Selon le Groupe ETC, les paysans et les peuples autochtones produisent la nourriture de 70% de la population mondiale, et n’utilisent que 30% des ressources naturelles destinées à amener la nourriture sur nos tables.
« Aucun produit chimique n’a jamais touché notre sol. Nous avons conservé nos semences traditionnelles, qui résistent à de nombreux défis climatiques auxquels nous sommes confrontés », a expliqué Michaelin Sibanda, un jeune paysan membre du Zimbabwe Smallholder Organic Farmers Forum (ZIMSOFF). « Nous savons que, pour avoir une alimentation saine et des écosystèmes sains, nous devons avoir un sol sain. »
Les principes de l’agroécologie aident à conserver l’eau, les sols et les semences. Mais, pour La Via Campesina, l’agroécologie est aussi politique: « ll est prouvé que les systèmes agroécologiques sont résilients, et la résilience est aussi une résistance – elle se rapporte à notre façon de nous organiser collectivement et d’établir collectivement des propositions concrètes de changement, soutenues par le travail et la lutte sur nos différents territoires », expliqué Jesús Vázquez, un jeune organisateur et militant de l’Organisation Boricuá d’Agroécologie de Porto Rico. En septembre 2017, le Porto Rico a été dévasté par deux ouragans consécutifs qui ont sérieusement porté atteinte à tous les aspects de la vie sur l’île, y compris la production alimentaire. Vázquez a continué,
« Avec ces ouragans, nous avons pu constater que les pratiques agroécologiques sont plus résistantes aux phénomènes météorologiques extrêmes, qu’elles apportent de la résilience. Beaucoup de racines et de tubercules ont traversé la catastrophe. Beaucoup de paysans et d’agriculteurs sont déjà de retour dans les champs, à planter et à cultiver bien que le Secrétaire à l’Agriculture affirme que l’agriculture est complètement dévastée dans toute l’île. Nous sommes ici pour rappeler aux gouvernements que le changement doit être systémique. »

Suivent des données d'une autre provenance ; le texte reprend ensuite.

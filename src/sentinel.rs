use {
    crate::{
        sampler::{SampleUnavailable, Sampler},
        series::CardinalityMismatch,
        source::{Clock, ProcStatFile, StatsSource, SystemClock},
        stat::{CpuId, CpuTime, Measurement, Reading, StatReadError},
    },
    tracing::{debug, trace},
};

/// observes kernel statistics.
///
/// a sentinel samples the first `cores` cpus listed in `/proc/stat`. each observation covers the
/// time since the previous one; the first covers the time since the sentinel was created.
pub struct Sentinel<C = SystemClock, S = ProcStatFile> {
    /// the clock being used to measure time.
    clock: C,
    /// the underlying source of kernel statistics.
    source: S,
    /// the number of cpus being observed.
    cores: usize,
    /// the last observed reading.
    last: Reading,
}

#[derive(Debug, thiserror::Error)]
pub enum SentinelError {
    #[error("failed to take a baseline reading: {0}")]
    Baseline(#[from] StatReadError),
    #[error(transparent)]
    Cardinality(#[from] CardinalityMismatch),
}

// === impl Sentinel ===

impl Sentinel {
    /// creates a new [`Sentinel`] observing `/proc/stat`.
    pub fn new(cores: usize) -> Result<Self, SentinelError> {
        Self::with_source(SystemClock, ProcStatFile, cores)
    }
}

impl<C, S> Sentinel<C, S>
where
    C: Clock,
    S: StatsSource,
{
    /// creates a new [`Sentinel`] with the given clock and statistics source.
    ///
    /// this takes a baseline reading, and fails if fewer than `cores` cpus are listed.
    pub fn with_source(clock: C, source: S, cores: usize) -> Result<Self, SentinelError> {
        let last = Reading::read(&source, &clock)?;
        let available = last.cpus.len();
        if available < cores {
            return Err(CardinalityMismatch {
                expected: cores,
                actual: available,
            }
            .into());
        }

        debug!(cores, available, "took baseline cpu reading");
        Ok(Self {
            clock,
            source,
            cores,
            last,
        })
    }

    /// returns the [`CpuTime`] of each observed cpu, in order.
    fn observed(cores: usize, reading: &Reading) -> Result<Vec<&CpuTime>, SampleUnavailable> {
        (0..cores)
            .map(|i| {
                u16::try_from(i)
                    .ok()
                    .map(CpuId::new)
                    .and_then(|id| reading.cpus.get(&id))
                    .ok_or(SampleUnavailable::MissingCpu(i))
            })
            .collect()
    }
}

impl<C, S> Sampler for Sentinel<C, S>
where
    C: Clock,
    S: StatsSource,
{
    fn cores(&self) -> usize {
        self.cores
    }

    /// NB: the previous reading is only replaced once a new one was parsed in full, so a failed
    /// read does not lose the baseline.
    fn read(&mut self) -> Result<Vec<f64>, SampleUnavailable> {
        let Self {
            clock,
            source,
            cores,
            last,
        } = self;

        let new = Reading::read(&*source, &*clock)?;
        let percentages = {
            let prev = Self::observed(*cores, last)?;
            let next = Self::observed(*cores, &new)?;
            prev.into_iter()
                .zip(next)
                .map(|(a, b)| Measurement::new(a, b).percentage())
                .collect::<Vec<_>>()
        };

        trace!(
            elapsed_ms = new.time.saturating_duration_since(last.time).as_millis(),
            "observed cpu utilization"
        );
        *last = new;

        Ok(percentages)
    }
}

#[cfg(test)]
mod tests {
    use {
        super::*,
        crate::source::{MockClock, MockStatFile},
    };

    fn table(rows: &[[u64; 4]]) -> String {
        rows.iter()
            .enumerate()
            .map(|(i, [user, nice, system, idle])| {
                format!("cpu{i} {user} {nice} {system} {idle} 0 0 0 0 0 0\n")
            })
            .collect()
    }

    fn sentinel(tables: Vec<String>, cores: usize) -> Sentinel<MockClock, MockStatFile> {
        let source = MockStatFile::from_iter(tables);
        Sentinel::with_source(MockClock::default(), source, cores).unwrap()
    }

    #[test]
    fn first_read_is_since_baseline() {
        let mut sentinel = sentinel(
            vec![
                table(&[[100, 0, 100, 800], [0, 0, 0, 1000]]),
                table(&[[150, 0, 150, 900], [100, 0, 0, 1000]]),
            ],
            2,
        );
        assert_eq!(sentinel.read().unwrap(), vec![50.0, 100.0]);
    }

    #[test]
    fn successive_reads_are_deltas() {
        let mut sentinel = sentinel(
            vec![
                table(&[[0, 0, 0, 0]]),
                table(&[[10, 0, 0, 30]]),
                table(&[[10, 0, 0, 40]]),
            ],
            1,
        );
        assert_eq!(sentinel.read().unwrap(), vec![25.0]);
        assert_eq!(sentinel.read().unwrap(), vec![0.0]);
    }

    #[test]
    fn observes_only_the_requested_cores() {
        let mut sentinel = sentinel(
            vec![
                table(&[[0, 0, 0, 0], [0, 0, 0, 0], [0, 0, 0, 0]]),
                table(&[[1, 0, 0, 1], [2, 0, 0, 0], [0, 0, 0, 2]]),
            ],
            2,
        );
        assert_eq!(sentinel.cores(), 2);
        assert_eq!(sentinel.read().unwrap(), vec![50.0, 100.0]);
    }

    #[test]
    fn guest_and_iowait_do_not_inflate_utilization() {
        let source = MockStatFile::from_iter([
            "cpu0 0 0 0 0 0 0 0 0 0 0\ncpu1 0 0 0 0 0 0 0 0 0 0\n",
            "cpu0 100 0 0 100 0 0 0 0 100 0\ncpu1 0 0 0 100 100 0 0 0 0 0\n",
        ]);
        let mut sentinel = Sentinel::with_source(MockClock::default(), source, 2).unwrap();
        assert_eq!(sentinel.read().unwrap(), vec![50.0, 0.0]);
    }

    #[test]
    fn too_few_cores_is_a_startup_fault() {
        let source = MockStatFile::from_iter([table(&[[0, 0, 0, 0]])]);
        let err = Sentinel::with_source(MockClock::default(), source, 4).err().unwrap();
        assert!(matches!(
            err,
            SentinelError::Cardinality(CardinalityMismatch {
                expected: 4,
                actual: 1
            })
        ));
    }

    #[test]
    fn missing_core_is_unavailable() {
        let mut sentinel = sentinel(
            vec![
                table(&[[0, 0, 0, 0], [0, 0, 0, 0]]),
                table(&[[1, 0, 0, 1]]),
            ],
            2,
        );
        let err = sentinel.read().unwrap_err();
        assert!(matches!(err, SampleUnavailable::MissingCpu(1)));
    }

    #[test]
    fn failed_read_keeps_the_baseline() {
        let mut sentinel = sentinel(vec![table(&[[0, 0, 0, 0]])], 1);
        assert!(matches!(sentinel.read(), Err(SampleUnavailable::Stat(_))));

        sentinel.source.push(table(&[[5, 0, 0, 15]]));
        assert_eq!(sentinel.read().unwrap(), vec![25.0]);
    }
}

La Via Campesina et ses alliés s’attaquent à la cause du problème: le contrôle des entreprises sur les prise de décision et les processus d’accaparement des terres et de l’eau, la criminalisation paysanne et les violations des droits humains au long de la chaîne alimentaire transnationale. « Lors des négociations sur le climat, les gouvernements proposent de fausses solutions. Nous les qualifions de mensonges, car ces propositions n’apportent pas de réel changement, elles stimulent plutôt les profits des entreprises », a déclaré Fanny Metrat, de l’organisation paysanne française La Confédération Paysanne. « Les marchés du carbone, la géo-ingénierie, l’agriculture dite intelligente sont promus par ceux-là même qui promeuvent une production animale à forte intensité d’émission et une agriculture industrielle basée sur l’exportation et qui nécessite des quantités massives de combustibles fossiles. C’est une grande contradiction », a-t-elle expliqué.

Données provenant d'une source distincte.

use std::{
    ops::{Add, Div, Sub},
    str::FromStr,
};

/// an amount of cpu time, in units of `USER_HZ` (typically hundredths of a second).
#[derive(Clone, Copy, Debug, Default, Eq, Ord, PartialEq, PartialOrd)]
pub struct UserHz(u64);

// === impl UserHz ===

impl UserHz {
    pub const ZERO: Self = Self(0);

    pub fn new(hz: u64) -> Self {
        Self(hz)
    }
}

impl FromStr for UserHz {
    type Err = <u64 as FromStr>::Err;
    fn from_str(s: &str) -> Result<Self, Self::Err> {
        s.parse().map(Self)
    }
}

impl Add for UserHz {
    type Output = Self;
    fn add(self, rhs: Self) -> Self::Output {
        let (Self(lhs), Self(rhs)) = (self, rhs);
        Self(lhs.saturating_add(rhs))
    }
}

/// counters may move backwards, so subtraction saturates at zero.
impl Sub for UserHz {
    type Output = Self;
    fn sub(self, rhs: Self) -> Self::Output {
        let (Self(lhs), Self(rhs)) = (self, rhs);
        Self(lhs.saturating_sub(rhs))
    }
}

impl Div for UserHz {
    type Output = f64;
    fn div(self, rhs: Self) -> Self::Output {
        let to_float = |Self(hz)| hz as f64;
        let (lhs, rhs) = (to_float(self), to_float(rhs));

        lhs / rhs
    }
}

A la COP23, ces contradictions deviennent claires. Le gouvernement allemand, grand promoteur de l’économie verte, s’est positionné comme le fer de lance des efforts pour faire face au changement climatique, tout en développant la production de charbon, le combustible fossile le plus sale de la planète. Les délégué.e.s internationaux de La Via Campesina se sont joint à plus de 4.000 personnes lors de l’action de désobéissance civile Ende Gelände (ici c’est la fin) contre la plus grande compagnie minière d’Allemagne, KWE, en renforçant le message que la chose la plus importante à faire face à la crise climatique est de laisser les combustibles fossiles sous terre.
Bernd Schmitz de l’Arbeitsgemeinschaft bäuerliche Landwirtschaft (AbL) a insisté sur le besoin de changements en Allemagne. AbL est l’organisation paysanne de La Via Campesina en Allemagne. S’adressant aux journalistes, Schmitz a déclaré,
« Les conséquences du réchauffement climatique sont ressenties partout dans le monde. En Allemagne, nous avons eu des sécheresses extrêmes dans certaines régions et des pluies extrêmes dans d’autres. Cette année, à cause des fortes tempêtes de grêle, nous avons perdu presque toute la production de fruits dans certaines régions! Le gouvernement est trop lent pour répondre au problème. L’AbL soutient que l’agriculture paysanne, qui comprend une chaîne alimentaire localisée et une production alimentaire écologique, aide à résoudre le problème. Ce système utilise moins d’énergie fossile, et réduit ainsi l’émission de dangereux gaz à effet de serre. Les petits paysans du monde entier ont urgemment un besoin de soutien pour nourrir les populations et maintenir leurs moyens de subsistance dans le contexte du changement climatique. »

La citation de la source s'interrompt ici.